Item 2.03. Creation of a Direct Financial Obligation or an Obligation Under an Off-Balance Sheet Arrangement of a Registrant.
On July 13, 2011, ERP Operating Limited Partnership (the “Operating Partnership”) entered into a new $1.25 billion unsecured revolving credit agreement that replaced the Operating Partnership’s then existing revolving credit facility, which was scheduled to mature on February 28, 2012. Equity Residential, the sole general partner of the Operating Partnership, remains a guarantor of the Operating Partnership’s obligations under the new credit facility. The new credit facility is with Bank of America, N.A., as Administrative Agent, JPMorgan Chase Bank, N.A., as Syndication Agent, J.P. Morgan Securities LLC, Merrill Lynch, Pierce, Fenner & Smith Incorporated, and Wells Fargo Securities, LLC, as Joint Lead Arrangers and Joint Book Runners, Suntrust Bank, U.S. Bank National Association, and Wells Fargo Bank, National Association, as Documentation Agents, and Citibank, N.A., Deutsche Bank Securities Inc., and Morgan Stanley Senior Funding, Inc., as Co-Documentation Agents, and a syndicate of other banks.

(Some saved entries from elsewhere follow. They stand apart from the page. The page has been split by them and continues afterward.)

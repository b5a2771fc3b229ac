//! Per-run execution context.
//!
//! `ExecutionContext` is the mutable state threaded through one run: the
//! trigger payload and the results of the steps that have completed so far.
//! It is never persisted directly; the execution record carries the durable
//! trace.

use serde_json::Value;
use uuid::Uuid;

/// In-memory state of a single workflow run.
#[derive(Debug, Clone)]
pub struct ExecutionContext {
    pub workflow_id: Uuid,
    pub execution_id: i64,
    pub user_id: i64,
    /// Payload that started the run. `None` for scheduled runs.
    pub trigger_data: Option<Value>,
    /// Completed step results in execution order.
    step_results: Vec<(String, Value)>,
}

impl ExecutionContext {
    pub fn new(
        workflow_id: Uuid,
        execution_id: i64,
        user_id: i64,
        trigger_data: Option<Value>,
    ) -> Self {
        Self {
            workflow_id,
            execution_id,
            user_id,
            trigger_data,
            step_results: Vec::new(),
        }
    }

    /// Record the result of a completed step.
    ///
    /// A repeated step ID replaces the earlier result but keeps its position.
    pub fn record_result(&mut self, step_id: &str, result: Value) {
        match self.step_results.iter_mut().find(|(id, _)| id == step_id) {
            Some((_, slot)) => *slot = result,
            None => self.step_results.push((step_id.to_string(), result)),
        }
    }

    /// Result of the step with the given ID, if it has completed.
    pub fn step_result(&self, step_id: &str) -> Option<&Value> {
        self.step_results
            .iter()
            .find(|(id, _)| id == step_id)
            .map(|(_, v)| v)
    }

    /// The most recently recorded step result.
    pub fn last_result(&self) -> Option<&Value> {
        self.step_results.last().map(|(_, v)| v)
    }

    /// Number of completed steps.
    pub fn completed_steps(&self) -> usize {
        self.step_results.len()
    }
}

The new credit facility matures on July 13, 2014, subject to a one year extension option exercisable by the Operating Partnership. The Operating Partnership has the ability to increase available borrowings up to $1.75 billion by adding additional banks to the facility or obtaining the agreement of existing banks to increase their commitments. The interest rate on the advances under the new credit facility will generally be LIBOR plus a spread, which is dependent on the current credit rating of the Operating Partnership’s long-term debt and is currently 115 basis points, or based upon bids received from the lending group. In addition, there is an annual facility fee, which is based on the credit rating of the Operating Partnership’s long-term debt, and is currently 20 basis points.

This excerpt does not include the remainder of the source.